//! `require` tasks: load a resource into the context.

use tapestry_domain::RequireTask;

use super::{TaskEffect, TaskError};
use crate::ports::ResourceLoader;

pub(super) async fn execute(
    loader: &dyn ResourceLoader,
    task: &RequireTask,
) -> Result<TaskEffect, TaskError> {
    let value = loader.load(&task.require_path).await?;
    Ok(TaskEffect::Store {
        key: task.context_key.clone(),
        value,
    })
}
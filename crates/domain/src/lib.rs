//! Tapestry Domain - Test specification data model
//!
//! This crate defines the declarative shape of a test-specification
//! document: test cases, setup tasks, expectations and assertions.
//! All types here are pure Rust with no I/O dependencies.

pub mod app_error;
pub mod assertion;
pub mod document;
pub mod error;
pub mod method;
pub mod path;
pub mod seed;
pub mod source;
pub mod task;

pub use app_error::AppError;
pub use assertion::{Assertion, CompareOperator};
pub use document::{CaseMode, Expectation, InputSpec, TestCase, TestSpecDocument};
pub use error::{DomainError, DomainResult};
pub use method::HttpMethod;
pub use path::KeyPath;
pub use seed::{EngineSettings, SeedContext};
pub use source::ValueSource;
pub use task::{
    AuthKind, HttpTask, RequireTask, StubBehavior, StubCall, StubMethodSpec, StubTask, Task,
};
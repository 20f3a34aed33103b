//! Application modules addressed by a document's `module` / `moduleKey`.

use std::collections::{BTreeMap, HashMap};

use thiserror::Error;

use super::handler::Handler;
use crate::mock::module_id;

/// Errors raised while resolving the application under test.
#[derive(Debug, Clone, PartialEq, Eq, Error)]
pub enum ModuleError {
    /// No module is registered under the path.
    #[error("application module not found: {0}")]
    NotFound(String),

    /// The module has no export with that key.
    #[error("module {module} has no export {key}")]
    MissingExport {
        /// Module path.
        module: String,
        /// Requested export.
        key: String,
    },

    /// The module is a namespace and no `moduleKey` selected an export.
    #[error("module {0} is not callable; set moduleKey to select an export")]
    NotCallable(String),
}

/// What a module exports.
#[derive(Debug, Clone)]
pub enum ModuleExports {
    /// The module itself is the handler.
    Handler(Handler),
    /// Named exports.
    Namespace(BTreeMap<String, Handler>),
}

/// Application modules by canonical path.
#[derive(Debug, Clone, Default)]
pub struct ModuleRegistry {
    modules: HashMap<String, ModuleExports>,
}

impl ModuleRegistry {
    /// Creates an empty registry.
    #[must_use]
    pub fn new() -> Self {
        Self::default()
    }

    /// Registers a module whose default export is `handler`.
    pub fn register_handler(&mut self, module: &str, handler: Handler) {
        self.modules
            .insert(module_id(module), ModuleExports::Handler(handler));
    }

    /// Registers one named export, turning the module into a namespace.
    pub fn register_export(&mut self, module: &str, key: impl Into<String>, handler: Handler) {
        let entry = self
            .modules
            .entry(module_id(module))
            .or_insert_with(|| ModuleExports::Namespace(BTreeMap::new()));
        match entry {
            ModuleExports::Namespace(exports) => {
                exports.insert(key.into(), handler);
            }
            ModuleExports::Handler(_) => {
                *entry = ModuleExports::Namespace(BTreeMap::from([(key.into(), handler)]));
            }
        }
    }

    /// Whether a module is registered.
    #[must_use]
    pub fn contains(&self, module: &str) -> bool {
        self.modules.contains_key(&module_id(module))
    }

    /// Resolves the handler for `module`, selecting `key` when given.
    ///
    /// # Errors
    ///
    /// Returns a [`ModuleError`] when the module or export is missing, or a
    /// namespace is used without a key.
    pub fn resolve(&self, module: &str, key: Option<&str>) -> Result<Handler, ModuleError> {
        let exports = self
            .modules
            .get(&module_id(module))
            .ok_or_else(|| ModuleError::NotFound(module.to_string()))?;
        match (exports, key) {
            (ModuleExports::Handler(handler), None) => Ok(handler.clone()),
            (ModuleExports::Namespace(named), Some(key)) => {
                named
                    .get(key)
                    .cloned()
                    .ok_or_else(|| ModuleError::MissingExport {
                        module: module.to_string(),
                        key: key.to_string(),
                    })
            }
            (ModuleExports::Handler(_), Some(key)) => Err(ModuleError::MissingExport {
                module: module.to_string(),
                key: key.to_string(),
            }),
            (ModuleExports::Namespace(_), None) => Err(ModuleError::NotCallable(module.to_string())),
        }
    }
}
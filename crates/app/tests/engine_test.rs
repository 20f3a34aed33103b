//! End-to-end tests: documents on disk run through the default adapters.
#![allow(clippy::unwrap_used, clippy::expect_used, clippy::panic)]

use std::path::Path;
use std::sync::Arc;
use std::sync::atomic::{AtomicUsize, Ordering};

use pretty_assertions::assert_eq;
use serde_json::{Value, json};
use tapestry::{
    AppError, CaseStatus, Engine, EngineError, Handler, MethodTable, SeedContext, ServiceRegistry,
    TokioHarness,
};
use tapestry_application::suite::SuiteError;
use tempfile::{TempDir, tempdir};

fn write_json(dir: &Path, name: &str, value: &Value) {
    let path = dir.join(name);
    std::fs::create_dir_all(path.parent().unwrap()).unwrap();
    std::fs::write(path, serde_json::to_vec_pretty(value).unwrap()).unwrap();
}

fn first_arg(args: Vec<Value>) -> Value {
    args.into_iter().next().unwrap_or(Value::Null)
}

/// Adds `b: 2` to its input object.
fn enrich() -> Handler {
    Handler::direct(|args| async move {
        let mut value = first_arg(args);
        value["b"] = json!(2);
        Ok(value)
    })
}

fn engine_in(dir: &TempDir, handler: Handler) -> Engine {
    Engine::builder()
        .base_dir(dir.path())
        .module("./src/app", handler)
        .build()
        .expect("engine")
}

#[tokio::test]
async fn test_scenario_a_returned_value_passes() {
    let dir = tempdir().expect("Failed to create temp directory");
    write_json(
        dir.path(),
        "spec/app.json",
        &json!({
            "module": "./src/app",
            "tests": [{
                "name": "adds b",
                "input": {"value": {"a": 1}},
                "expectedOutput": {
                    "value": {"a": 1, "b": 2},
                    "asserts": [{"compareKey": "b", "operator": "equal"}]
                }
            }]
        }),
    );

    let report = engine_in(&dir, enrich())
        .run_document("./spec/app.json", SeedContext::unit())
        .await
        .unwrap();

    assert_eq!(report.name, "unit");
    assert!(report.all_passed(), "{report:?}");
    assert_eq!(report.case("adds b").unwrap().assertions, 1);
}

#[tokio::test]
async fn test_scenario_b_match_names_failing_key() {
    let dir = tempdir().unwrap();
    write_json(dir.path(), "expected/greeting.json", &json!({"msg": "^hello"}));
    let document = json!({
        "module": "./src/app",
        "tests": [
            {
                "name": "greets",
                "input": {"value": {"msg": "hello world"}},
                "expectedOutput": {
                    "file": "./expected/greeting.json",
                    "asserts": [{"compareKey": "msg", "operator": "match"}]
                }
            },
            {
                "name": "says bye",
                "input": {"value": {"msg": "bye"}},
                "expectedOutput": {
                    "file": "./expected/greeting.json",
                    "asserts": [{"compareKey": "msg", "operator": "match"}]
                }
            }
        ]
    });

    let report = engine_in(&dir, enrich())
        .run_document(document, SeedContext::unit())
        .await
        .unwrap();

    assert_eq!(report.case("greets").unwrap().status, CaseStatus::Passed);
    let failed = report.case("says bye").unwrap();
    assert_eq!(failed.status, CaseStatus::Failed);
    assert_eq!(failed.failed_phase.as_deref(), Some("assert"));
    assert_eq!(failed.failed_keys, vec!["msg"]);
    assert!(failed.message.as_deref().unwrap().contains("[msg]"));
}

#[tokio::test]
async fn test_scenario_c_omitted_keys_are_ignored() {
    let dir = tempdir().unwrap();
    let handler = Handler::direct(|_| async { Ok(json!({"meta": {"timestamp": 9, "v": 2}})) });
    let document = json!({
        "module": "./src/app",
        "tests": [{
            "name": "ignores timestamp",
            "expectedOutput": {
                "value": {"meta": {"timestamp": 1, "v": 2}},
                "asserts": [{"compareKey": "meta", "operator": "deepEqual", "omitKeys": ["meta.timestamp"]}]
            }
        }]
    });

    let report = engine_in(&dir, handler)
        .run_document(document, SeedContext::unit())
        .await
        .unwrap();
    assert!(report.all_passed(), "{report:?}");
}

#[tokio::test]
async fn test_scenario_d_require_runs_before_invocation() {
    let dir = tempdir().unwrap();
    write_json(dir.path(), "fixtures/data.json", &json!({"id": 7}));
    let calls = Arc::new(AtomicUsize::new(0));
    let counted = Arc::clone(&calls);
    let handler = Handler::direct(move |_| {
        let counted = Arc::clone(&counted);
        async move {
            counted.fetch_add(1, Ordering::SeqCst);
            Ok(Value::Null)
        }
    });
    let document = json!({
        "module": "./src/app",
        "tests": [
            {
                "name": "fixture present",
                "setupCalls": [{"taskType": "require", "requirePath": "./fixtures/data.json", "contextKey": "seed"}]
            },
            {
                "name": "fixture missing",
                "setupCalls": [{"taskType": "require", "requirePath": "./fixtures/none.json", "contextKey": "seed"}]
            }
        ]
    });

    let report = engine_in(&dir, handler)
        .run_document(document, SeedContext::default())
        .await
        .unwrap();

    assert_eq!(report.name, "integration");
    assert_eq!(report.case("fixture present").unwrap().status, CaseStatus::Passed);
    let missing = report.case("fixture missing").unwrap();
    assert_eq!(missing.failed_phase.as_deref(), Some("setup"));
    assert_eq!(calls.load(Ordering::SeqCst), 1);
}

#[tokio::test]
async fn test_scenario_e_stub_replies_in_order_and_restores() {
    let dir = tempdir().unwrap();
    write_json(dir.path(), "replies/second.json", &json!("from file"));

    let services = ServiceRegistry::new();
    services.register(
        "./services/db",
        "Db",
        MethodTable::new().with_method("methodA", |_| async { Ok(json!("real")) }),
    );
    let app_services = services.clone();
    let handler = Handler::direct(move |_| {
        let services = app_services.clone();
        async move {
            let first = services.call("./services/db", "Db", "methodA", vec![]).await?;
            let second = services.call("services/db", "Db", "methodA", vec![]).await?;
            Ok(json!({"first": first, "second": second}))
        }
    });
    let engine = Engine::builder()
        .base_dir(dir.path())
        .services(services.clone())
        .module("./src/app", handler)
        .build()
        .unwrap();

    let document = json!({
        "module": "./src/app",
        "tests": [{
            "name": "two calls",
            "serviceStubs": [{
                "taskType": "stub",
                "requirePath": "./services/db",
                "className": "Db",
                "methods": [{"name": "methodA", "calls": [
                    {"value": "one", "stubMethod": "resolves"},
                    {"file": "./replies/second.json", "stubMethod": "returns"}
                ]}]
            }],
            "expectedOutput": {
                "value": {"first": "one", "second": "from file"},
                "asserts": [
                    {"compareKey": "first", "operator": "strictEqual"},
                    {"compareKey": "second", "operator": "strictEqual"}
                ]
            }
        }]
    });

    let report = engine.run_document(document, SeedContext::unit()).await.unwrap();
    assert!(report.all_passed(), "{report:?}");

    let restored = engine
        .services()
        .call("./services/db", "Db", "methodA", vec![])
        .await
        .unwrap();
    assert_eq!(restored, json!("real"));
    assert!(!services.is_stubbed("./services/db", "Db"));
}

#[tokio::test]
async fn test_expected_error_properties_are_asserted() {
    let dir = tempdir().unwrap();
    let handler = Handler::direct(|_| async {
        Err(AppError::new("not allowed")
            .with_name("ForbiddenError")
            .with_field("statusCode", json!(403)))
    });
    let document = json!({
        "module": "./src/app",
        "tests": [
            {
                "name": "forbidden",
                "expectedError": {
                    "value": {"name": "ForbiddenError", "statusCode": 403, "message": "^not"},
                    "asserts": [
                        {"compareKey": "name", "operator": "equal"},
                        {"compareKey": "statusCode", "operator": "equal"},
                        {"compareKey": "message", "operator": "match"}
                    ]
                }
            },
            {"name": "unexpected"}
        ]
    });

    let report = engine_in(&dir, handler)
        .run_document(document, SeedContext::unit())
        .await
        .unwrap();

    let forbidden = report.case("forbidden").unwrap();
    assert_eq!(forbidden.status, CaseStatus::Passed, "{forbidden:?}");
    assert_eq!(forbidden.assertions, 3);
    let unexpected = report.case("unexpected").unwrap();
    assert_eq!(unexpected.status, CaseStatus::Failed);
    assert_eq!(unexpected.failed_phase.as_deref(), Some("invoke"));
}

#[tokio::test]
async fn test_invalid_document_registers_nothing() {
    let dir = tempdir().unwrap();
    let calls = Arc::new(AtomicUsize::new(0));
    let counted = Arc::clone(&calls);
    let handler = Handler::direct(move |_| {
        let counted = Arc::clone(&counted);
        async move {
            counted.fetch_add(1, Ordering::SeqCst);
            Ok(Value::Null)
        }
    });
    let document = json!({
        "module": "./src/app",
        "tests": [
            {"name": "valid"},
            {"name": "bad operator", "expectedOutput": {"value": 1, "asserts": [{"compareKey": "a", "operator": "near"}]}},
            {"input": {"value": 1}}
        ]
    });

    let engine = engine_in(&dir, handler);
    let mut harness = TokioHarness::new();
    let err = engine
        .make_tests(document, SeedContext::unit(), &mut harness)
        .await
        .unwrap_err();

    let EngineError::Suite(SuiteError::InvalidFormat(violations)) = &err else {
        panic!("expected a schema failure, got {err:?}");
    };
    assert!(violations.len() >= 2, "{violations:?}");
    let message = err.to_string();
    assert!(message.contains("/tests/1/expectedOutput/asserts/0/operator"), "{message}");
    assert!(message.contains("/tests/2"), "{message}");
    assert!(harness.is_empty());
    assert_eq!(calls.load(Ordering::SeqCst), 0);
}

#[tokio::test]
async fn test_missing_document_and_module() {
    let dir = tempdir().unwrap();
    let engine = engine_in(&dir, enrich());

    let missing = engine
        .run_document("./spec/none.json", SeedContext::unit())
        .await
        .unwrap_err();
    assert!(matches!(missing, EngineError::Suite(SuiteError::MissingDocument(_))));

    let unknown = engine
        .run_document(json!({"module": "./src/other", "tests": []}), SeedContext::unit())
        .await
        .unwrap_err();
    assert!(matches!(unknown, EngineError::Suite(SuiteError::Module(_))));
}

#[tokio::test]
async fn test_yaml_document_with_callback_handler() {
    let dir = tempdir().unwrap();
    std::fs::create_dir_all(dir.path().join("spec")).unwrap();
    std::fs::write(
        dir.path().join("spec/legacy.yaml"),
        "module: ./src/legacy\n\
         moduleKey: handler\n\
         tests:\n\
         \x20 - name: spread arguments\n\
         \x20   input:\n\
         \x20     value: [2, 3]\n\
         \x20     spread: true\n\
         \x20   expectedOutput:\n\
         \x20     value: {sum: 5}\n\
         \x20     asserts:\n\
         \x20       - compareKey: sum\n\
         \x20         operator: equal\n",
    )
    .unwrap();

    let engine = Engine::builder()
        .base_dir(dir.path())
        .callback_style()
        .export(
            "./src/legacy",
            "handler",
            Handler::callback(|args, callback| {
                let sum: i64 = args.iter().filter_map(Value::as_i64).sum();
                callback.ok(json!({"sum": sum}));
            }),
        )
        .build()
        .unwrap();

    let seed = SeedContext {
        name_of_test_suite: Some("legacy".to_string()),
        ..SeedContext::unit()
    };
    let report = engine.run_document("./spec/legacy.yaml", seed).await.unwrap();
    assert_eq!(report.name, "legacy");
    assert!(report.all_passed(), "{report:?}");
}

==================================================

WHAT IS BEING ASKED: Each line in which the string "timestamp" is found must be copied from the data.

WRITTEN RESPONSE:
    let handler = Handler::direct(|_| async { Ok(json!({"meta": {"timestamp": 9, "v": 2}})) });
            "name": "ignores timestamp",
                "value": {"meta": {"timestamp": 1, "v": 2}},
                "asserts": [{"compareKey": "meta", "operator": "deepEqual", "omitKeys": ["meta.timestamp"]}]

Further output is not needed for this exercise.